__WHAT YOU NEED TO DO__. From the records below, copy each line that has the word "ChatRequest" in it.

START DATA TO PROCESS

//! OpenAI API client for chat completions and moderation
//!
//! One explicitly constructed client shared by every stage.
//! Uses a long-lived reqwest::Client for connection pooling.

use crate::error::InterviewError;
use crate::transcript::Message;
use async_trait::async_trait;
use reqwest::Client;
use serde::{Deserialize, Serialize};
use std::time::Duration;
use tracing::{error, info};

const CHAT_COMPLETIONS_URL: &str = "https://api.openai.com/v1/chat/completions";
const MODERATIONS_URL: &str = "https://api.openai.com/v1/moderations";

/// Reusable OpenAI client (connection-pooled)
pub struct OpenAiClient {
    client: Client,
    /// Pre-computed `"Bearer <key>"` header value
    auth_header: String,
    chat_url: String,
    moderations_url: String,
}

impl OpenAiClient {
    pub fn new(api_key: String) -> Self {
        let client = Client::builder()
            .timeout(Duration::from_secs(120))
            .pool_idle_timeout(Duration::from_secs(90))
            .pool_max_idle_per_host(8)
            .build()
            .unwrap_or_else(|_| Client::new());

        Self {
            client,
            auth_header: format!("Bearer {}", api_key),
            chat_url: CHAT_COMPLETIONS_URL.to_string(),
            moderations_url: MODERATIONS_URL.to_string(),
        }
    }

    fn build_chat_request(transcript: &[Message], model: &str) -> ChatRequest {
        ChatRequest {
            model: model.to_string(),
            messages: transcript.to_vec(),
            temperature: 0.0,
        }
    }
}

#[async_trait]
impl crate::engine::DialogueEngine for OpenAiClient {
    async fn generate(&self, transcript: &[Message], model: &str) -> crate::Result<String> {
        let request = Self::build_chat_request(transcript, model);

        info!(model = model, messages = transcript.len(), "Calling chat completions API");

        let response = self
            .client
            .post(&self.chat_url)
            .header("Authorization", &self.auth_header)
            .json(&request)
            .send()
            .await
            .map_err(|e| {
                error!("Chat completions request failed: {}", e);
                InterviewError::LlmError(format!("OpenAI API error: {}", e))
            })?;

        if !response.status().is_success() {
            let error_text = response.text().await.unwrap_or_default();
            error!("Chat completions error response: {}", error_text);
            return Err(InterviewError::LlmError(format!(
                "OpenAI API error: {}",
                error_text
            )));
        }

        let chat_response: ChatResponse = response.json().await.map_err(|e| {
            error!("Failed to parse chat completions response: {}", e);
            InterviewError::LlmError(format!("OpenAI parse error: {}", e))
        })?;

        let utterance = chat_response
            .choices
            .first()
            .and_then(|c| c.message.content.clone())
            .ok_or_else(|| InterviewError::LlmError("No response from OpenAI".to_string()))?;

        Ok(utterance)
    }
}

#[async_trait]
impl crate::engine::ModerationGate for OpenAiClient {
    async fn is_flagged(&self, text: &str) -> crate::Result<bool> {
        let request = ModerationRequest {
            input: text.to_string(),
        };

        info!("Calling moderations API");

        let response = self
            .client
            .post(&self.moderations_url)
            .header("Authorization", &self.auth_header)
            .json(&request)
            .send()
            .await
            .map_err(|e| {
                error!("Moderation request failed: {}", e);
                InterviewError::ModerationError(format!("Moderation API error: {}", e))
            })?;

        if !response.status().is_success() {
            let error_text = response.text().await.unwrap_or_default();
            error!("Moderation error response: {}", error_text);
            return Err(InterviewError::ModerationError(format!(
                "Moderation API error: {}",
                error_text
            )));
        }

        let moderation: ModerationResponse = response.json().await.map_err(|e| {
            error!("Failed to parse moderation response: {}", e);
            InterviewError::ModerationError(format!("Moderation parse error: {}", e))
        })?;

        let flagged = moderation
            .results
            .first()
            .map(|r| r.flagged)
            .ok_or_else(|| {
                InterviewError::ModerationError("Empty moderation result".to_string())
            })?;

        Ok(flagged)
    }
}

#[derive(Debug, Serialize)]
struct ChatRequest {
    model: String,
    messages: Vec<Message>,
    temperature: f64,
}

#[derive(Debug, Deserialize)]
struct ChatResponse {
    choices: Vec<Choice>,
}

#[derive(Debug, Deserialize)]
struct Choice {
    message: ResponseMessage,
}

#[derive(Debug, Deserialize)]
struct ResponseMessage {
    content: Option<String>,
}

#[derive(Debug, Serialize)]
struct ModerationRequest {
    input: String,
}

#[derive(Debug, Deserialize)]
struct ModerationResponse {
    results: Vec<ModerationVerdict>,
}

#[derive(Debug, Deserialize)]
struct ModerationVerdict {
    flagged: bool,
}

#[cfg(test)]
mod tests {
    use super::*;
    use crate::transcript::{Message, Role};

    #[test]
    fn test_chat_request_serialization() {
        let transcript = vec![
            Message::system("You are a tax auditor"),
            Message::user("How much tax do I owe?"),
        ];
        let request = OpenAiClient::build_chat_request(&transcript, "gpt-3.5-turbo");

        let json = serde_json::to_string(&request).unwrap();
        assert!(json.contains("\"model\":\"gpt-3.5-turbo\""));
        assert!(json.contains("\"temperature\":0.0"));
        assert!(json.contains("\"role\":\"system\""));
        assert!(json.contains("How much tax do I owe?"));
    }

    #[test]
    fn test_chat_response_deserialization() {
        let json = r#"{"choices":[{"message":{"content":"Namaste! I am ChatITR."}}]}"#;
        let resp: ChatResponse = serde_json::from_str(json).unwrap();
        assert_eq!(
            resp.choices[0].message.content.as_deref(),
            Some("Namaste! I am ChatITR.")
        );
    }

    #[test]
    fn test_chat_response_empty_choices() {
        let json = r#"{"choices":[]}"#;
        let resp: ChatResponse = serde_json::from_str(json).unwrap();
        assert!(resp.choices.is_empty());
    }

    #[test]
    fn test_moderation_response_deserialization() {
        let json = r#"{"results":[{"flagged":true,"categories":{"hate":true}}]}"#;
        let resp: ModerationResponse = serde_json::from_str(json).unwrap();
        assert!(resp.results[0].flagged);
    }

    #[test]
    fn test_auth_header_precomputed() {
        let client = OpenAiClient::new("sk-test-123".to_string());
        assert_eq!(client.auth_header, "Bearer sk-test-123");
    }

    #[test]
    fn test_message_order_preserved_in_request() {
        let transcript = vec![
            Message::system("instruction"),
            Message::assistant("first question"),
            Message::user("first answer"),
        ];
        let request = OpenAiClient::build_chat_request(&transcript, "gpt-4o-mini");
        assert_eq!(request.messages.len(), 3);
        assert_eq!(request.messages[0].role, Role::System);
        assert_eq!(request.messages[2].content, "first answer");
    }
}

END DATA TO PROCESS

__ANSWER TO THE EXERCISE__.
    fn build_chat_request(transcript: &[Message], model: &str) -> ChatRequest {
        ChatRequest {
struct ChatRequest {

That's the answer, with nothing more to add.